TRY IT:
Say how many lines in this listing include the word "store", with no other words in the reply.

↓↓↓

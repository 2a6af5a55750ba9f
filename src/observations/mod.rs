//! Long-format classification-accuracy observations.
//!
//! The unit of analysis is one trial's classification outcome for one
//! region and one stimulus class within one participant. Source files
//! store these as wide per-region tables (one column per class); this
//! module holds the un-pivoted long form that the modeling and
//! summarization layers consume, plus the loader that produces it.
//!
//! # Examples
//!
//! ```
//! use inferir::observations::{Class, Observation, ObservationTable, ParticipantId, TrialId};
//! use inferir::atlas::Region;
//!
//! let table = ObservationTable::from_rows(vec![Observation {
//!     participant: ParticipantId(1),
//!     region: Region::V1v,
//!     class: Class::Object,
//!     trial: TrialId(1),
//!     value: true,
//! }])
//! .unwrap();
//! assert_eq!(table.n_rows(), 1);
//! ```

mod loader;

pub use loader::{load_participants, Cell, ParticipantRecord, RegionRecord};

use crate::atlas::Region;
use crate::error::{InferirError, Result};
use serde::{Deserialize, Serialize};
use std::collections::HashSet;
use std::fmt;

/// The classification target: one of the two stimulus features or the
/// object identity. Declaration order matches the source column order.
#[derive(Debug, Clone, Copy, PartialEq, Eq, PartialOrd, Ord, Hash, Serialize, Deserialize)]
#[serde(rename_all = "lowercase")]
pub enum Class {
    Feature1,
    Feature2,
    Object,
}

impl Class {
    /// All classes in source column order.
    pub const ALL: [Class; 3] = [Class::Feature1, Class::Feature2, Class::Object];

    /// Returns the source column name.
    #[must_use]
    pub fn label(self) -> &'static str {
        match self {
            Class::Feature1 => "feature1",
            Class::Feature2 => "feature2",
            Class::Object => "object",
        }
    }
}

impl fmt::Display for Class {
    fn fmt(&self, f: &mut fmt::Formatter<'_>) -> fmt::Result {
        f.write_str(self.label())
    }
}

/// 1-based participant identifier, assigned by input-file position.
#[derive(
    Debug, Clone, Copy, PartialEq, Eq, PartialOrd, Ord, Hash, Serialize, Deserialize,
)]
pub struct ParticipantId(pub u32);

impl fmt::Display for ParticipantId {
    fn fmt(&self, f: &mut fmt::Formatter<'_>) -> fmt::Result {
        write!(f, "{}", self.0)
    }
}

/// 1-based trial identifier, unique within a (participant, region) group.
/// The same trial index recurs across all 26 regions of one participant
/// (repeated-measures structure).
#[derive(
    Debug, Clone, Copy, PartialEq, Eq, PartialOrd, Ord, Hash, Serialize, Deserialize,
)]
pub struct TrialId(pub u32);

impl fmt::Display for TrialId {
    fn fmt(&self, f: &mut fmt::Formatter<'_>) -> fmt::Result {
        write!(f, "{}", self.0)
    }
}

/// One trial's classification outcome for one region and class.
#[derive(Debug, Clone, Copy, PartialEq, Eq, Serialize, Deserialize)]
pub struct Observation {
    /// Participant the trial belongs to.
    pub participant: ParticipantId,
    /// Region the classifier was trained on.
    pub region: Region,
    /// Stimulus class the classifier targeted.
    pub class: Class,
    /// Trial index within the (participant, region) group.
    pub trial: TrialId,
    /// Whether the classifier labeled this trial correctly.
    pub value: bool,
}

impl Observation {
    fn key(&self) -> (ParticipantId, Region, Class, TrialId) {
        (self.participant, self.region, self.class, self.trial)
    }
}

/// Long-format observation table.
///
/// Created once at load time and never mutated. Row order is the
/// positional-correspondence contract with posterior-draw matrices:
/// participants in input order, regions in atlas order, trials ascending,
/// classes in source column order. Column i of a draw matrix always
/// refers to row i of the table it was fitted on.
#[derive(Debug, Clone, PartialEq, Serialize, Deserialize)]
pub struct ObservationTable {
    rows: Vec<Observation>,
}

impl ObservationTable {
    /// Builds a table from explicit rows, enforcing key uniqueness.
    ///
    /// # Errors
    ///
    /// Returns a `Schema` error if two rows share the same
    /// (participant, region, class, trial) key.
    pub fn from_rows(rows: Vec<Observation>) -> Result<Self> {
        let mut seen = HashSet::with_capacity(rows.len());
        for row in &rows {
            if !seen.insert(row.key()) {
                return Err(InferirError::schema(format!(
                    "duplicate observation for participant {}, region {}, class {}, trial {}",
                    row.participant, row.region, row.class, row.trial
                )));
            }
        }
        Ok(Self { rows })
    }

    /// Reshapes in-memory participant records into one long table.
    ///
    /// Participants are numbered by slice position (1-based). Each region
    /// table is un-pivoted: the three class columns become one
    /// (class, value) pair per row, tripling the row count.
    ///
    /// # Errors
    ///
    /// Returns a `Schema` error if a record does not have exactly 26
    /// regions, a region table is ragged, or trial counts differ across
    /// regions within one participant.
    pub fn from_records(records: &[ParticipantRecord]) -> Result<Self> {
        let mut rows = Vec::new();
        for (file_pos, record) in records.iter().enumerate() {
            let participant = ParticipantId(file_pos as u32 + 1);
            loader::reshape_record(participant, record, &mut rows)?;
        }
        // Uniqueness holds by construction, but loading is one-shot and
        // cheap relative to the fit, so keep the check on.
        Self::from_rows(rows)
    }

    /// Returns the number of rows.
    #[must_use]
    pub fn n_rows(&self) -> usize {
        self.rows.len()
    }

    /// Returns true if the table has no rows.
    #[must_use]
    pub fn is_empty(&self) -> bool {
        self.rows.is_empty()
    }

    /// Returns the row at `idx`, if present.
    #[must_use]
    pub fn get(&self, idx: usize) -> Option<&Observation> {
        self.rows.get(idx)
    }

    /// Returns an iterator over the rows in table order.
    pub fn iter(&self) -> impl Iterator<Item = &Observation> {
        self.rows.iter()
    }

    /// Returns the distinct participants in first-appearance order.
    #[must_use]
    pub fn participants(&self) -> Vec<ParticipantId> {
        let mut seen = HashSet::new();
        let mut out = Vec::new();
        for row in &self.rows {
            if seen.insert(row.participant) {
                out.push(row.participant);
            }
        }
        out
    }

    /// Re-pivots one (participant, region) group back to the wide
    /// per-region layout with one row per trial.
    ///
    /// This inverts the un-pivot step of loading and backs the
    /// round-trip sanity check: reshaping never moves a value into a
    /// different class's column.
    ///
    /// # Errors
    ///
    /// Returns a `Schema` error if the group is absent or a trial is
    /// missing one of the three class values.
    pub fn to_wide(&self, participant: ParticipantId, region: Region) -> Result<WideRegionTable> {
        let mut trials: Vec<TrialId> = self
            .rows
            .iter()
            .filter(|r| r.participant == participant && r.region == region)
            .map(|r| r.trial)
            .collect();
        trials.sort_unstable();
        trials.dedup();

        if trials.is_empty() {
            return Err(InferirError::schema(format!(
                "no observations for participant {participant}, region {region}"
            )));
        }

        let mut wide = WideRegionTable {
            trials: trials.clone(),
            feature1: Vec::with_capacity(trials.len()),
            feature2: Vec::with_capacity(trials.len()),
            object: Vec::with_capacity(trials.len()),
        };

        for &trial in &trials {
            for class in Class::ALL {
                let value = self
                    .rows
                    .iter()
                    .find(|r| {
                        r.participant == participant
                            && r.region == region
                            && r.trial == trial
                            && r.class == class
                    })
                    .map(|r| r.value)
                    .ok_or_else(|| {
                        InferirError::schema(format!(
                            "missing {class} value for participant {participant}, \
                             region {region}, trial {trial}"
                        ))
                    })?;
                match class {
                    Class::Feature1 => wide.feature1.push(value),
                    Class::Feature2 => wide.feature2.push(value),
                    Class::Object => wide.object.push(value),
                }
            }
        }

        Ok(wide)
    }
}

/// Wide per-region layout: one row per trial, one column per class.
#[derive(Debug, Clone, PartialEq, Eq)]
pub struct WideRegionTable {
    /// Trial identifiers, ascending.
    pub trials: Vec<TrialId>,
    /// Outcomes for the feature1 classifier.
    pub feature1: Vec<bool>,
    /// Outcomes for the feature2 classifier.
    pub feature2: Vec<bool>,
    /// Outcomes for the object classifier.
    pub object: Vec<bool>,
}
//! External collaborator contracts: LLM inference and embedding computation
//! are consumed, never implemented, by this workspace (spec §1, §6).

use crate::error::{AegisResult, TransientError};
use async_trait::async_trait;
use chrono::{DateTime, Utc};
use serde::{Deserialize, Serialize};

/// A prompt generation request.
#[derive(Debug, Clone, Serialize, Deserialize)]
pub struct GenerateRequest {
    pub prompt: String,
    pub max_tokens: Option<u32>,
    pub temperature: Option<f32>,
    pub stop: Vec<String>,
    pub deadline: DateTime<Utc>,
}

/// Classification of an error coming back from the LLM boundary (spec §6).
#[derive(Debug, Clone, Copy, PartialEq, Eq)]
pub enum GenerateErrorKind {
    Transient,
    Permanent,
}

#[derive(Debug, Clone)]
pub struct GenerateError {
    pub kind: GenerateErrorKind,
    pub message: String,
}

impl std::fmt::Display for GenerateError {
    fn fmt(&self, f: &mut std::fmt::Formatter<'_>) -> std::fmt::Result {
        write!(f, "{:?}: {}", self.kind, self.message)
    }
}
impl std::error::Error for GenerateError {}

impl From<GenerateError> for TransientError {
    fn from(e: GenerateError) -> Self {
        TransientError {
            operation: "generate".to_string(),
            reason: e.message,
        }
    }
}

/// Consumed interface: text generation. Implementations wrap whatever LLM
/// backend is configured; this workspace only calls through the trait.
#[async_trait]
pub trait LlmClient: Send + Sync {
    async fn generate(&self, request: GenerateRequest) -> Result<String, GenerateError>;
}

/// Consumed interface: embedding computation, fixed dimension per process.
#[async_trait]
pub trait EmbeddingClient: Send + Sync {
    async fn embed(&self, text: &str) -> AegisResult<Vec<f32>>;

    /// Dimensionality produced by this client; used by the vector store and
    /// cache to validate inputs before they're ever handed to `embed`.
    fn dimensions(&self) -> usize;
}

↑↑↑

EXERCISE RESULT:
2